■ **What needs to be done**
Go line by line through the data and copy those with the word "PathBuf".

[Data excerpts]
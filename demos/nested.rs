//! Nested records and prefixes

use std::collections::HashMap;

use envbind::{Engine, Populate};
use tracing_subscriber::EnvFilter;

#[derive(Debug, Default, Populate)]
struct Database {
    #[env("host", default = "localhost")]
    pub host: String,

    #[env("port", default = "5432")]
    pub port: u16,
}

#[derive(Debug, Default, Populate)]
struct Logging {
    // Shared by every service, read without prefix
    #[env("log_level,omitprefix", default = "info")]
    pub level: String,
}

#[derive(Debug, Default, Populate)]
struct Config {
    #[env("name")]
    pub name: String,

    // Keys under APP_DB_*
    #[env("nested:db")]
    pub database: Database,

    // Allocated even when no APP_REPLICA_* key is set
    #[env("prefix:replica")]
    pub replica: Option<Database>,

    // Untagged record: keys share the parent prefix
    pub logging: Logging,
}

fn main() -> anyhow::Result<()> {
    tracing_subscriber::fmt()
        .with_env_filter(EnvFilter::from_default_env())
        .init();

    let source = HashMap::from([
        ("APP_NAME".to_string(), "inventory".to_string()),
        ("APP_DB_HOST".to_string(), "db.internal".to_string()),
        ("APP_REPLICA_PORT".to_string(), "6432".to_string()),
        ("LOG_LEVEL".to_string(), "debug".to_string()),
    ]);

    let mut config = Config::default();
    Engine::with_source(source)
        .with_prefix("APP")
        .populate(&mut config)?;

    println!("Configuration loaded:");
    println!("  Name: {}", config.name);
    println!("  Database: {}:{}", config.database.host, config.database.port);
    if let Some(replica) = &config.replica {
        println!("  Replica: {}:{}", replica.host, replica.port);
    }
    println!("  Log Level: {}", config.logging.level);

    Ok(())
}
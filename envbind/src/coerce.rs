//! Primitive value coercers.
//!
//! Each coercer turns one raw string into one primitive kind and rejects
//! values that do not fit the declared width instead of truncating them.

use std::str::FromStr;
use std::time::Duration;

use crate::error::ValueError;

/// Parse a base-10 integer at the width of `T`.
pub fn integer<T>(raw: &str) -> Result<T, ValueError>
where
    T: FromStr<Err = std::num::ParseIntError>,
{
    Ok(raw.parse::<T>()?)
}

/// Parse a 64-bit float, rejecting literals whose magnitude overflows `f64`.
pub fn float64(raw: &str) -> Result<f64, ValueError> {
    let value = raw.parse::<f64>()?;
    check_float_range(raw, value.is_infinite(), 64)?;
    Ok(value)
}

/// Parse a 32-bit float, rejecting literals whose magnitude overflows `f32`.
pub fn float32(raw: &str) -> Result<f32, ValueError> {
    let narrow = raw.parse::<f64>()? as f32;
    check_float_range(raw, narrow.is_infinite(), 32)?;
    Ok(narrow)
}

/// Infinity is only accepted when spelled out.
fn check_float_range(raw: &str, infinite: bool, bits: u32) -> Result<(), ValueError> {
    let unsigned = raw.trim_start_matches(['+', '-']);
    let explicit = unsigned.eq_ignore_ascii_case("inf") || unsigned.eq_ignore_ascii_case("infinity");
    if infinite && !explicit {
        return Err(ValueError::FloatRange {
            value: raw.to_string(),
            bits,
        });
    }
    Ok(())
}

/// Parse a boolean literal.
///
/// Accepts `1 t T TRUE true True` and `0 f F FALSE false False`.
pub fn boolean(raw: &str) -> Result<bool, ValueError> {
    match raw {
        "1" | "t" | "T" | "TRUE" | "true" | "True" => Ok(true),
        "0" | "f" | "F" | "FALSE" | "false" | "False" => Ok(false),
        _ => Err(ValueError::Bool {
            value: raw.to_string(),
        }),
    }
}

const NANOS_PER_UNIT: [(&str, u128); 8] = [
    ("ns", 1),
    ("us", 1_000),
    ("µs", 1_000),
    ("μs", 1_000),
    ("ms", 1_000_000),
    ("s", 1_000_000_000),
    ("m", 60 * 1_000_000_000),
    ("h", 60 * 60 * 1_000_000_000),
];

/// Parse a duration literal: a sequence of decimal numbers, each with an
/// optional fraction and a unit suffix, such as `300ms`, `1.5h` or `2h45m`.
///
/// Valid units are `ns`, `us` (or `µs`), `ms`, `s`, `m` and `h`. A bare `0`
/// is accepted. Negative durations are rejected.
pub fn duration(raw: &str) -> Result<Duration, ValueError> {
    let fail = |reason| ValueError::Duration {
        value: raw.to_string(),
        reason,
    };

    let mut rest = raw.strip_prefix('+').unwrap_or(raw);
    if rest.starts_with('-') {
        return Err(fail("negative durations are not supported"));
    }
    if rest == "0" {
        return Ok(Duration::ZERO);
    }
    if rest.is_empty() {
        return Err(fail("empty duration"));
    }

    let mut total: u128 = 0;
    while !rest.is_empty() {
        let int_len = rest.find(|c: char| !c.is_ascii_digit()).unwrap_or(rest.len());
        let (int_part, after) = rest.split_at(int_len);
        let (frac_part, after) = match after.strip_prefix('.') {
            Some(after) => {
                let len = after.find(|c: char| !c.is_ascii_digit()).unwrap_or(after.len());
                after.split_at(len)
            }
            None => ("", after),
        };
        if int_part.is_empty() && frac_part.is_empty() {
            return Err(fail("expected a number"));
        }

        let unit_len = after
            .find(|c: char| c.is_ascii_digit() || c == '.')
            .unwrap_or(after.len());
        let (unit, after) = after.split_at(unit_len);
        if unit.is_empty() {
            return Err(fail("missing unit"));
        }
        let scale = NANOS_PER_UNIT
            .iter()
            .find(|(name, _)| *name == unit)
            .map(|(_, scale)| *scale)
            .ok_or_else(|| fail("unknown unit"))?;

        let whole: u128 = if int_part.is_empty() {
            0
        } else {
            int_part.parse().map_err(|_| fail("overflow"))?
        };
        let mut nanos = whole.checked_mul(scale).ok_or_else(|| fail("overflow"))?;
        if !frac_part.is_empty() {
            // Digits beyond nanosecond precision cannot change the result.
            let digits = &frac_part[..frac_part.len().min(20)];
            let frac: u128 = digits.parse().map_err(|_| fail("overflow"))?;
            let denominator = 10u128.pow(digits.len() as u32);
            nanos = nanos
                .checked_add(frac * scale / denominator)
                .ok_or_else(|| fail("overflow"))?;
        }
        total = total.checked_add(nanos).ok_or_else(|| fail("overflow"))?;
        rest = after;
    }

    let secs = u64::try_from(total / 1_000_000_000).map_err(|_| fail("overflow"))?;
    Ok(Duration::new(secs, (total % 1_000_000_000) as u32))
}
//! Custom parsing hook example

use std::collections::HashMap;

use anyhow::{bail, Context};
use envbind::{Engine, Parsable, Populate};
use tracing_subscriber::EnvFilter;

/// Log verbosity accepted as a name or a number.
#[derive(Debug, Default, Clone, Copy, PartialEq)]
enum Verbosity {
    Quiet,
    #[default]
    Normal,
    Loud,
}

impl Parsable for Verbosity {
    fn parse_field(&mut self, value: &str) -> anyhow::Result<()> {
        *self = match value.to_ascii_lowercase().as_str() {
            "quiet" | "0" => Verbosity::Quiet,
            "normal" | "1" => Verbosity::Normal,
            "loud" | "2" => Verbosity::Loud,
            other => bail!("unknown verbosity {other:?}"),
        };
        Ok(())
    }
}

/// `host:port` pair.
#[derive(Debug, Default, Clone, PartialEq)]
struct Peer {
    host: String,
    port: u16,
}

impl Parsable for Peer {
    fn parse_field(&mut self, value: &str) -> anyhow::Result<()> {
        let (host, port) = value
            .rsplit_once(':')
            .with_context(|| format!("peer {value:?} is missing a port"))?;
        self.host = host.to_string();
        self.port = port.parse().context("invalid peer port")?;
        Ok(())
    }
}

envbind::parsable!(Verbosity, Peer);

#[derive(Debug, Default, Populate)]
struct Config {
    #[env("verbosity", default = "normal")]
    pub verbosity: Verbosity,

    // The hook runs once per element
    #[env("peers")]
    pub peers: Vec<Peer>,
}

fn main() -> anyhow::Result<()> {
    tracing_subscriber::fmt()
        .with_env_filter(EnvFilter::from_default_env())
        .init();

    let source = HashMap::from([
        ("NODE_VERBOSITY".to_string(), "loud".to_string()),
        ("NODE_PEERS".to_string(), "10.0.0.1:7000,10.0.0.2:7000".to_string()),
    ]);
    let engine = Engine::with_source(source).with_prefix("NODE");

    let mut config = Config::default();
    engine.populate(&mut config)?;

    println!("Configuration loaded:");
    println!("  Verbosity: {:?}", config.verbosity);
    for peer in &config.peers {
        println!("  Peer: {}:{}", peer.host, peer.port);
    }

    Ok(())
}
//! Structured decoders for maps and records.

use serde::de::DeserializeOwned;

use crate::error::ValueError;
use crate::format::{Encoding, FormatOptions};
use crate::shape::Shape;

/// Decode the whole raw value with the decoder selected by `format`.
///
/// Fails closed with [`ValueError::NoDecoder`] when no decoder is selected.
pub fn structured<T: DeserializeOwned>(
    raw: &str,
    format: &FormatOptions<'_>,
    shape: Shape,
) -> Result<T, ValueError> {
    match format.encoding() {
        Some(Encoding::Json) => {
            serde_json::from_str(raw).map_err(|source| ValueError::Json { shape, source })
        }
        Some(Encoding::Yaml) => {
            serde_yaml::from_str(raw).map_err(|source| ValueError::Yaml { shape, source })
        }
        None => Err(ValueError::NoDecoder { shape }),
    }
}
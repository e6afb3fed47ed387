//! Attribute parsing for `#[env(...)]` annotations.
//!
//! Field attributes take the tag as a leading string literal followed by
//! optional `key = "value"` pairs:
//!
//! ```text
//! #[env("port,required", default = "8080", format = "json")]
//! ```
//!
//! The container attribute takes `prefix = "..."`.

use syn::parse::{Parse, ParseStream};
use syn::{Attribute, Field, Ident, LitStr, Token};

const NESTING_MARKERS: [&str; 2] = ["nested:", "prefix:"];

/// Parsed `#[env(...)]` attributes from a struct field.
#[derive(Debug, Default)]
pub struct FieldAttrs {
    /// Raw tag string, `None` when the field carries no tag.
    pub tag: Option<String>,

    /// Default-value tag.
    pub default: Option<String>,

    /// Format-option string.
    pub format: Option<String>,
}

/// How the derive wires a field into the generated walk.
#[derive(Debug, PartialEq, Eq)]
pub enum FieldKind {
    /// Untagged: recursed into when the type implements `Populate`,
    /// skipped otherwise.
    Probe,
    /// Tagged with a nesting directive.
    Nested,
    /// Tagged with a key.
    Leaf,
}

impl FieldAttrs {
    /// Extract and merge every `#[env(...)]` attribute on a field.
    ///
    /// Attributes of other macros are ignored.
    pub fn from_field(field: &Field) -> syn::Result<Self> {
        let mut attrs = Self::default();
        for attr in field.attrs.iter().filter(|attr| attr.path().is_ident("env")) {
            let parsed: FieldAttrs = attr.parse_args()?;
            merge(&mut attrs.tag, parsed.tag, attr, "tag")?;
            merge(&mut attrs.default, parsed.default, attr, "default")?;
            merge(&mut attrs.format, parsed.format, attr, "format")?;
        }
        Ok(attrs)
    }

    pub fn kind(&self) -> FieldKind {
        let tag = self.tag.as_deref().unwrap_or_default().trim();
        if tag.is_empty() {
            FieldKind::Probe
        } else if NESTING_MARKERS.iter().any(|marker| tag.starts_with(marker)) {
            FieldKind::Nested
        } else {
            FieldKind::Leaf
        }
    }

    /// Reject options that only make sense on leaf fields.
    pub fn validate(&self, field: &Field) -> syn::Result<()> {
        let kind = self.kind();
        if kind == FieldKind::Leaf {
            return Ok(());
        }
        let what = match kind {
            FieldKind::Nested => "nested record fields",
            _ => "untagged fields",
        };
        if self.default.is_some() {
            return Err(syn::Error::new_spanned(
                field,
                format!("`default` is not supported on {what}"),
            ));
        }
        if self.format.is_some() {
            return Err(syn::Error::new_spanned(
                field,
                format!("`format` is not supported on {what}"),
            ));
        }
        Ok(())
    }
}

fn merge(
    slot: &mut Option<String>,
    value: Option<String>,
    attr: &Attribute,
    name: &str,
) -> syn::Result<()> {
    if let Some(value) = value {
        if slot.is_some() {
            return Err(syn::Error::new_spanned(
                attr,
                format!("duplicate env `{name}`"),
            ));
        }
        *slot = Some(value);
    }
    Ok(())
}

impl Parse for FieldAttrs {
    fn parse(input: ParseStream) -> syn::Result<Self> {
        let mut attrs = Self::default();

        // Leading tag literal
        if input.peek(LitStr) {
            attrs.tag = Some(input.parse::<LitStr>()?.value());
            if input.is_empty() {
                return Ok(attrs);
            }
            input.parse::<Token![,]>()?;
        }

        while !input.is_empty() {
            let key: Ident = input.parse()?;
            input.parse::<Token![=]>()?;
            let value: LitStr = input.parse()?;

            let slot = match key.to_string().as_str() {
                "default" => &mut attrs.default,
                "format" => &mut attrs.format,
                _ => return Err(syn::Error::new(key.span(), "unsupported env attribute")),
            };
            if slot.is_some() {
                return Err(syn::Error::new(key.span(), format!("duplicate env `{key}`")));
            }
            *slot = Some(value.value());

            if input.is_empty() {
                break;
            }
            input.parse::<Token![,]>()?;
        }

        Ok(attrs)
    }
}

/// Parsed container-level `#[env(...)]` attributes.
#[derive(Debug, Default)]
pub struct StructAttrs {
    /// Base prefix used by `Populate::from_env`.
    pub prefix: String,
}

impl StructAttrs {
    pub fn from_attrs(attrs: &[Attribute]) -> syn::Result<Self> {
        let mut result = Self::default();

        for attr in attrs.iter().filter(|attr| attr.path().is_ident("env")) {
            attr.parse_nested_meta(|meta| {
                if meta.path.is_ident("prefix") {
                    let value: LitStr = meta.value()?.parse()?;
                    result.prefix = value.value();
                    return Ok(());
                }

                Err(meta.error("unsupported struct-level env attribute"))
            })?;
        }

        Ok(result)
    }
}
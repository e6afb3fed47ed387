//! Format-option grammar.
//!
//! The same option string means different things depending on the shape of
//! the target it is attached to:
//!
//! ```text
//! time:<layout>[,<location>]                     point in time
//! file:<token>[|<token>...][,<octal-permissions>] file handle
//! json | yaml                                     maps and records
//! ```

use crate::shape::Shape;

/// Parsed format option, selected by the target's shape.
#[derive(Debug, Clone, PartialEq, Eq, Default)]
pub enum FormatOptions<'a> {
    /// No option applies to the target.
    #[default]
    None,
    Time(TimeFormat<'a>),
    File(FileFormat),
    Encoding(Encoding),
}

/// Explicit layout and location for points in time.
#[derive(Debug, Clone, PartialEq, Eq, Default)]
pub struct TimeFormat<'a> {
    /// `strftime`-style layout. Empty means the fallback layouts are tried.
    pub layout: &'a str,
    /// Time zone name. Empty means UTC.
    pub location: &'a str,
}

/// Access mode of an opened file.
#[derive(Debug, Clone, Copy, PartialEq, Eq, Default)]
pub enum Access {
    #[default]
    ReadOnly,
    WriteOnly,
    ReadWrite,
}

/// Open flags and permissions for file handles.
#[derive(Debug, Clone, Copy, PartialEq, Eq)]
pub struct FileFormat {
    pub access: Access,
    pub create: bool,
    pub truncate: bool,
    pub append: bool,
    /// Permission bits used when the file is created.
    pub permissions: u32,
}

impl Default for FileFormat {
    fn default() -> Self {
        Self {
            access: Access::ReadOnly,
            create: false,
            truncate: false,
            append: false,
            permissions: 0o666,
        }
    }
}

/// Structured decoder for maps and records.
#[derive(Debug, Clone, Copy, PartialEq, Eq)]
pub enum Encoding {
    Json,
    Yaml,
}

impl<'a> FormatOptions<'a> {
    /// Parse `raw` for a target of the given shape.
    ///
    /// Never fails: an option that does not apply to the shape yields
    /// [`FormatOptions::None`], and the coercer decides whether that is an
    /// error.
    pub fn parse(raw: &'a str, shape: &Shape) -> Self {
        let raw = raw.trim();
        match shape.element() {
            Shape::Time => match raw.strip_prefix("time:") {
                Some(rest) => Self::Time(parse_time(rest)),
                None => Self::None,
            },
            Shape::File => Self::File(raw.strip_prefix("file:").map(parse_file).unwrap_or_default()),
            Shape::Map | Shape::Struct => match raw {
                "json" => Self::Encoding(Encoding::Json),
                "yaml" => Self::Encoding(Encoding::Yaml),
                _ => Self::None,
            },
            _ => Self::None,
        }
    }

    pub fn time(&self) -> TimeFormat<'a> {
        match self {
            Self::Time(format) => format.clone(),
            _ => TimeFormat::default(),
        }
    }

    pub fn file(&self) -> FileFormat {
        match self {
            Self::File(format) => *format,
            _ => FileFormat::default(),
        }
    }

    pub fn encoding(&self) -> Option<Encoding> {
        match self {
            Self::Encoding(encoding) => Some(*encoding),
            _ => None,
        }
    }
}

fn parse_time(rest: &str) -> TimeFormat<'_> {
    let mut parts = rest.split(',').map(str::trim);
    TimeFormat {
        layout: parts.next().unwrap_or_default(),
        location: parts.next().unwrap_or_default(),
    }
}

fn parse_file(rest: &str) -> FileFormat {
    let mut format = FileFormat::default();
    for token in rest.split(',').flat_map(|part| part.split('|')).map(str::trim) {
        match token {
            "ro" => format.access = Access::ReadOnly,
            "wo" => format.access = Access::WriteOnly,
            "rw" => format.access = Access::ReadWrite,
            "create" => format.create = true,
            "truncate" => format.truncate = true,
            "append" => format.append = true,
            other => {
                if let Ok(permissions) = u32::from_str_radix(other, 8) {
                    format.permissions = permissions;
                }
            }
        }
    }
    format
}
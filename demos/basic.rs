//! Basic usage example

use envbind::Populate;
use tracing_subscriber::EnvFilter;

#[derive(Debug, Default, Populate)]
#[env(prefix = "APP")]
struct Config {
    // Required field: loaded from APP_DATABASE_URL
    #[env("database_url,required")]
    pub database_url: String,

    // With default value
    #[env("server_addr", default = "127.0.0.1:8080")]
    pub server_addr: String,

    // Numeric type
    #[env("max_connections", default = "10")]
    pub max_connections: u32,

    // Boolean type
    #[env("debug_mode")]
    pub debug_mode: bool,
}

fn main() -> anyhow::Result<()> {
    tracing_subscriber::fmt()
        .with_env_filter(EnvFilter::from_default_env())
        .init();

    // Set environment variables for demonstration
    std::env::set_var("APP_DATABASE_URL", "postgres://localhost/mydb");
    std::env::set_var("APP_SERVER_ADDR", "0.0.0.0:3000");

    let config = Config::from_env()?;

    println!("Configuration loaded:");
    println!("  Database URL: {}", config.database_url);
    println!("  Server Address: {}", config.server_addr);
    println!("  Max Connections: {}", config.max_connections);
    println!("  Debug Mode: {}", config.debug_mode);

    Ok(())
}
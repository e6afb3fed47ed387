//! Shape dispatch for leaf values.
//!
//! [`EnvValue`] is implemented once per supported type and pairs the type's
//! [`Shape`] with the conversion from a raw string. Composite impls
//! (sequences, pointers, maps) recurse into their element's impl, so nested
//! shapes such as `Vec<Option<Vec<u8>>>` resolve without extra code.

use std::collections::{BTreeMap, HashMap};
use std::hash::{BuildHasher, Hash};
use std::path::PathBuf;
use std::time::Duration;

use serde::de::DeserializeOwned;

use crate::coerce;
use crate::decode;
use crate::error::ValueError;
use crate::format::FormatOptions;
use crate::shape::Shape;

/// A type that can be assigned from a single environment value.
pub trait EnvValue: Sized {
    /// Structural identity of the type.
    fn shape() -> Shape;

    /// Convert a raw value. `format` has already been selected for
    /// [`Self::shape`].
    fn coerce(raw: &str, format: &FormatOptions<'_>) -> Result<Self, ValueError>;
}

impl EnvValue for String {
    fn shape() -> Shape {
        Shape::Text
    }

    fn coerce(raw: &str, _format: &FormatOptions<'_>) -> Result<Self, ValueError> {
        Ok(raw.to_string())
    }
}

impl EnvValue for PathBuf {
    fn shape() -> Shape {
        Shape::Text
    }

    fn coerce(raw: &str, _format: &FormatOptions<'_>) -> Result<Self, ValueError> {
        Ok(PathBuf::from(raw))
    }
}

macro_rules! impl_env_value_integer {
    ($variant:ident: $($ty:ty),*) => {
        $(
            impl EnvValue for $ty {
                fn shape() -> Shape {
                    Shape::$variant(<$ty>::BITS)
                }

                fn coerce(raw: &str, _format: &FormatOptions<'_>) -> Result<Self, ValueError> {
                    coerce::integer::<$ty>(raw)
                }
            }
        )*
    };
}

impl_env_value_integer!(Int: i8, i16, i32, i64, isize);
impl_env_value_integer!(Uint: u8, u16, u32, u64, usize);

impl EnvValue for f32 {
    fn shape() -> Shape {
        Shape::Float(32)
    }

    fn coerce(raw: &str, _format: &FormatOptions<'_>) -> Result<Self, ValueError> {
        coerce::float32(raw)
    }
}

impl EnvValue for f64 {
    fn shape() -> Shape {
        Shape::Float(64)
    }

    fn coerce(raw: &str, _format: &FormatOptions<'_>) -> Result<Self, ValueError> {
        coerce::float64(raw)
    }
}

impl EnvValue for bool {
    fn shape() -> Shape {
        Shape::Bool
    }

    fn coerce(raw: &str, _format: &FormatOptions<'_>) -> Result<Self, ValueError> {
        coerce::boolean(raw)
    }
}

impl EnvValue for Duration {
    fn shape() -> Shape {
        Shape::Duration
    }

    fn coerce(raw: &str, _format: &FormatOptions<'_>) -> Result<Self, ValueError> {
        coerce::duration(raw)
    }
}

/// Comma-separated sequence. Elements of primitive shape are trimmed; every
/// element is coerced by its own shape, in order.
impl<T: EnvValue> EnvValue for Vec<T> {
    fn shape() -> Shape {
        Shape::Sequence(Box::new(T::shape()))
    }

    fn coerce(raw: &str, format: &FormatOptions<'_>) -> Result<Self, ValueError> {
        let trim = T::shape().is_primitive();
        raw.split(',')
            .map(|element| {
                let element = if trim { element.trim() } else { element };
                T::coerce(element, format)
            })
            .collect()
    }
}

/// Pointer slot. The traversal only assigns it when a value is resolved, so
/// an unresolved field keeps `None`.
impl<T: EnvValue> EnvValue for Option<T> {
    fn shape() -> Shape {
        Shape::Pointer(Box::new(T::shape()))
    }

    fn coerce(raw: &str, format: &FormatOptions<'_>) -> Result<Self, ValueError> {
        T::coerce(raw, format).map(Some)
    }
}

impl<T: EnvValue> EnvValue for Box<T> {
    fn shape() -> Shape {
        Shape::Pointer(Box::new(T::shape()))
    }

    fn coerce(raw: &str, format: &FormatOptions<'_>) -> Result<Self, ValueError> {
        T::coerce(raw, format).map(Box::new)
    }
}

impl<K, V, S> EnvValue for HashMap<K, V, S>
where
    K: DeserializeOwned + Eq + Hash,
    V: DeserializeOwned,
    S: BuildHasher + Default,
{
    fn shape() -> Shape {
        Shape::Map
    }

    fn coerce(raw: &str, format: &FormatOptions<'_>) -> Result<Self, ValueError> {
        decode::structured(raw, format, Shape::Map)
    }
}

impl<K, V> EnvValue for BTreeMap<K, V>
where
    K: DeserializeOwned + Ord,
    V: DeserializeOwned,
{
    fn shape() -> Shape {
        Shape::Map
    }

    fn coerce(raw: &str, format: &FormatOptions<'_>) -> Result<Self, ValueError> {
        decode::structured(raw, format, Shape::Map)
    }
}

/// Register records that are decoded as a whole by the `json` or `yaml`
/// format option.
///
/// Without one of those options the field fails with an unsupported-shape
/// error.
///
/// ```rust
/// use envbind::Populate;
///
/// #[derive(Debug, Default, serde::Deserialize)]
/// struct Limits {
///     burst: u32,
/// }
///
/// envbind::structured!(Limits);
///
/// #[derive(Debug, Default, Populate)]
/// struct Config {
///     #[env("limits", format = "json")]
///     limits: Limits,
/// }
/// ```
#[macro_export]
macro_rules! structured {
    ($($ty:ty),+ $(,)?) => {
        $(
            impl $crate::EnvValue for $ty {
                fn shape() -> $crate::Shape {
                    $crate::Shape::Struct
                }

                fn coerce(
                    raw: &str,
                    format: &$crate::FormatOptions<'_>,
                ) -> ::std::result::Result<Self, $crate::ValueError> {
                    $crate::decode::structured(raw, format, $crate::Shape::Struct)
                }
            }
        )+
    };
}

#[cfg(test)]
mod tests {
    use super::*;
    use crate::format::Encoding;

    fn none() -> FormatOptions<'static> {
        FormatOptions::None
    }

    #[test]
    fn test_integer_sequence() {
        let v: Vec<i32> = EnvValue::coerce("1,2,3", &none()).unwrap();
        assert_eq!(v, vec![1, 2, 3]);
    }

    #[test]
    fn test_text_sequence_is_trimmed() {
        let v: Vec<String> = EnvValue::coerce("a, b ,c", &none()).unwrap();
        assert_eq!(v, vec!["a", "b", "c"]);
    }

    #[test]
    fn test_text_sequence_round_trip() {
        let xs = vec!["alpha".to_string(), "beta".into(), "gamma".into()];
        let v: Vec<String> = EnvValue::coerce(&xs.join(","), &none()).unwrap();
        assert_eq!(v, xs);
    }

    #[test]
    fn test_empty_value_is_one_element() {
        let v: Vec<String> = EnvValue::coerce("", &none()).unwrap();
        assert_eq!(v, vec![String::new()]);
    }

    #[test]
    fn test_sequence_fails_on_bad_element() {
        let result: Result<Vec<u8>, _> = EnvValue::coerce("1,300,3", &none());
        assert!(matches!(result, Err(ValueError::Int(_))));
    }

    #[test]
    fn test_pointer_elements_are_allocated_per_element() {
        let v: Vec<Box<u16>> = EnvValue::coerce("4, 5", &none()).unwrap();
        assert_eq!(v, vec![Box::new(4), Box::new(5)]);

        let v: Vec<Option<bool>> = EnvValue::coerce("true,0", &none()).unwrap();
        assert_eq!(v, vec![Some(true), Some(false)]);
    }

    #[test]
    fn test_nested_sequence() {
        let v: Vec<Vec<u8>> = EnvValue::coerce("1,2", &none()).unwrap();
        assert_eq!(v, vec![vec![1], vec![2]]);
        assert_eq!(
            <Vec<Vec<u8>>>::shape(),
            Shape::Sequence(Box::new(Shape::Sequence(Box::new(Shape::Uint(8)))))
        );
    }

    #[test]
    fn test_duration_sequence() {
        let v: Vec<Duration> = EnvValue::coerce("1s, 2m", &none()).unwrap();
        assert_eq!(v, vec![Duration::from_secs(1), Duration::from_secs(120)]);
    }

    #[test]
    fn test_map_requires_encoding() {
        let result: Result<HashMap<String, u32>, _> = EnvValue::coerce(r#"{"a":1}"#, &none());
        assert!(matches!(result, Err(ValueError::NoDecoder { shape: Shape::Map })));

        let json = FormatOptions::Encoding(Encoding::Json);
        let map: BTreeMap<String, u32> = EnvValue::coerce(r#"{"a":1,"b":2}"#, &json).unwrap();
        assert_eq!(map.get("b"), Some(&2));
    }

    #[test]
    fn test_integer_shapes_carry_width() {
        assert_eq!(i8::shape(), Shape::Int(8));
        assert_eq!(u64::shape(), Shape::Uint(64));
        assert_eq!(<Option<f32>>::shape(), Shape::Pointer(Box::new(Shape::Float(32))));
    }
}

■ **Written reply**
use std::path::PathBuf;
impl EnvValue for PathBuf {
        Ok(PathBuf::from(raw))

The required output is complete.